Проводник молчит, видимо, соображая, насколько он может верить моим словам.

— А где ваши деньги?

— Деньги!.. — презрительно отвечает он. — Мелкие суммы, которые вы давали, лежат в банке в Стамбуле.

— А теперь на прощание вы получите сумму покрупнее, — говорю я добродушно. — А мои жена и дети?

— Всему свой черёд. Сначала переправим вас, а потом и их высвободим. Есть туристический сезон, всякие мероприятия на границе и масса других способов вывезти и их. Вы сами понимаете, что это нельзя сделать одновременно.

— Без них всё остальное не имеет никакого смысла, — произносит апатично и словно бы про себя проводник.

— Итак, как только прибудете в Стамбул, возьмите деньги со счёта, вернитесь в вагон и ждите человека, который придёт от имени Старого, чтобы перебросить вас на Запад.

— А моя семья?

— Я ведь вам сказал: всему свой черёд.

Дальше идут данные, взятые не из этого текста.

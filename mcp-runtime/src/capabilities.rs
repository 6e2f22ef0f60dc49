use std::collections::BTreeSet;

use serde::Serialize;
use serde_json::Value;

use crate::client::GrafanaClient;

/// Incident and OnCall both ship inside the IRM app.
pub const IRM_PLUGIN_ID: &str = "grafana-irm-app";
/// Sift investigations are served by the machine learning app.
pub const SIFT_PLUGIN_ID: &str = "grafana-ml-app";
pub const ASSERTS_PLUGIN_ID: &str = "grafana-asserts-app";

/// Optional integrations a Grafana instance may or may not provide. Tools
/// gated on a capability are hidden when it is absent.
#[derive(Clone, Copy, Debug, PartialEq, Eq, PartialOrd, Ord, Hash, Serialize)]
#[serde(rename_all = "snake_case")]
pub enum Capability {
    Prometheus,
    Loki,
    Pyroscope,
    Incident,
    OnCall,
    Sift,
    Asserts,
}

impl Capability {
    pub const ALL: [Capability; 7] = [
        Self::Prometheus,
        Self::Loki,
        Self::Pyroscope,
        Self::Incident,
        Self::OnCall,
        Self::Sift,
        Self::Asserts,
    ];

    pub fn as_str(self) -> &'static str {
        match self {
            Self::Prometheus => "prometheus",
            Self::Loki => "loki",
            Self::Pyroscope => "pyroscope",
            Self::Incident => "incident",
            Self::OnCall => "oncall",
            Self::Sift => "sift",
            Self::Asserts => "asserts",
        }
    }
}

/// Raw inventory of an instance: datasource types and installed plugin ids,
/// trimmed and lower-cased.
#[derive(Clone, Debug, Default, PartialEq, Eq, Serialize)]
pub struct CapabilitySet {
    pub datasource_types: BTreeSet<String>,
    pub plugin_ids: BTreeSet<String>,
}

impl CapabilitySet {
    pub fn new<D, P>(datasource_types: D, plugin_ids: P) -> Self
    where
        D: IntoIterator,
        D::Item: AsRef<str>,
        P: IntoIterator,
        P::Item: AsRef<str>,
    {
        let normalize = |raw: &str| raw.trim().to_ascii_lowercase();
        Self {
            datasource_types: datasource_types
                .into_iter()
                .map(|t| normalize(t.as_ref()))
                .filter(|t| !t.is_empty())
                .collect(),
            plugin_ids: plugin_ids
                .into_iter()
                .map(|p| normalize(p.as_ref()))
                .filter(|p| !p.is_empty())
                .collect(),
        }
    }

    fn has_datasource_like(&self, needles: &[&str]) -> bool {
        self.datasource_types
            .iter()
            .any(|ty| needles.iter().any(|needle| ty.contains(needle)))
    }

    fn has_plugin(&self, ids: &[&str]) -> bool {
        ids.iter().any(|id| self.plugin_ids.contains(*id))
    }

    pub fn has(&self, capability: Capability) -> bool {
        match capability {
            Capability::Prometheus => self.has_datasource_like(&["prometheus"]),
            Capability::Loki => self.has_datasource_like(&["loki"]),
            Capability::Pyroscope => self.has_datasource_like(&["pyroscope", "phlare"]),
            Capability::Incident | Capability::OnCall => self.has_plugin(&[IRM_PLUGIN_ID]),
            Capability::Sift => self.has_plugin(&[SIFT_PLUGIN_ID]),
            Capability::Asserts => self.has_plugin(&[ASSERTS_PLUGIN_ID]),
        }
    }

    pub fn available(&self) -> BTreeSet<Capability> {
        Capability::ALL
            .into_iter()
            .filter(|capability| self.has(*capability))
            .collect()
    }
}

/// Inventory the instance. Both listings run concurrently; a failed listing
/// contributes nothing rather than failing startup.
pub async fn detect(client: &GrafanaClient) -> CapabilitySet {
    let (datasources, plugins) = tokio::join!(
        client.get_json("/datasources", &[]),
        client.get_json("/plugins", &[]),
    );

    let datasource_types = match datasources {
        Ok(body) => collect_field(&body, "type"),
        Err(err) => {
            tracing::warn!(event = "capabilities.datasources_failed", error = %err, "datasource listing failed; datasource-backed tools hidden");
            Vec::new()
        }
    };
    let plugin_ids = match plugins {
        Ok(body) => collect_field(&body, "id"),
        Err(err) => {
            tracing::warn!(event = "capabilities.plugins_failed", error = %err, "plugin listing failed; plugin-backed tools hidden");
            Vec::new()
        }
    };

    let set = CapabilitySet::new(datasource_types, plugin_ids);
    tracing::info!(
        event = "capabilities.detected",
        available = ?set.available(),
        datasource_types = set.datasource_types.len(),
        plugins = set.plugin_ids.len(),
        "capability detection finished"
    );
    set
}

fn collect_field(body: &Value, key: &str) -> Vec<String> {
    body.as_array()
        .map(|items| {
            items
                .iter()
                .filter_map(|item| item.get(key).and_then(Value::as_str))
                .map(str::to_string)
                .collect()
        })
        .unwrap_or_default()
}

#[cfg(test)]
mod tests {
    use super::*;
    use std::sync::Arc;

    use grafana_mcp_core::config::{Credential, RequestConfig, TlsOptions};

    use crate::client::build_http_client;

    #[test]
    fn datasource_types_match_by_substring() {
        let set = CapabilitySet::new([" Prometheus ", "grafana-pyroscope-datasource"], [""; 0]);
        assert!(set.has(Capability::Prometheus));
        assert!(set.has(Capability::Pyroscope));
        assert!(!set.has(Capability::Loki));
    }

    #[test]
    fn irm_plugin_enables_incident_and_oncall() {
        let set = CapabilitySet::new([""; 0], ["grafana-irm-app"]);
        assert_eq!(
            set.available(),
            BTreeSet::from([Capability::Incident, Capability::OnCall])
        );
    }

    #[test]
    fn standalone_oncall_plugin_is_not_enough() {
        let set = CapabilitySet::new([""; 0], ["grafana-oncall-app"]);
        assert!(!set.has(Capability::OnCall));
    }

    #[test]
    fn ml_and_asserts_plugins_enable_their_tools() {
        let set = CapabilitySet::new([""; 0], ["Grafana-ML-App", "grafana-asserts-app"]);
        assert_eq!(
            set.available(),
            BTreeSet::from([Capability::Sift, Capability::Asserts])
        );
    }

    #[test]
    fn empty_inventory_has_no_capabilities() {
        assert!(CapabilitySet::default().available().is_empty());
    }

    #[tokio::test]
    async fn detect_reads_datasources_and_plugins() {
        let mut server = mockito::Server::new_async().await;
        server
            .mock("GET", "/api/datasources")
            .with_status(200)
            .with_body(r#"[{"uid":"p1","type":"prometheus"},{"uid":"l1","type":"loki"}]"#)
            .create_async()
            .await;
        server
            .mock("GET", "/api/plugins")
            .with_status(500)
            .with_body("boom")
            .create_async()
            .await;

        let config = RequestConfig::new(&server.url(), Credential::None, TlsOptions::default())
            .expect("config");
        let http = build_http_client(&TlsOptions::default()).expect("http");
        let client = GrafanaClient::new(http, Arc::new(config));

        let set = detect(&client).await;
        assert_eq!(
            set.available(),
            BTreeSet::from([Capability::Prometheus, Capability::Loki])
        );
        assert!(set.plugin_ids.is_empty());
    }
}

Предоставьте решать этот вопрос нам.

— Я не могу жить один, — тихо произносит человек и впервые смотрит мне в глаза. — Не мог бы, поверьте.

— Я вам верю. Но и вы нам поверьте. Будете ждать здесь, в вагоне, когда придёт человек от Старого, ясно? Естественно, не надейтесь, что мы вам там, на Западе, найдём место лучше, чем место проводника.

— Мне другого и не нужно. Я готов хоть в дворники пойти, только бы не дрожать от страха… И знать, что семья со мной.

— Чудесно! — улыбаюсь я ободряюще. — Как видите, мы выполняем свои обещания. А теперь можете идти. Только будьте предельно осторожны!

— Спасибо! — глухо произносит он, надевая фуражку и осторожно выходя в коридор.


* * *

Не успел уйти проводник, как в раме двери между купе появляется Мэри. Она раздевалась, но не закончила это занятие, явно увлечённая другим, более интересным.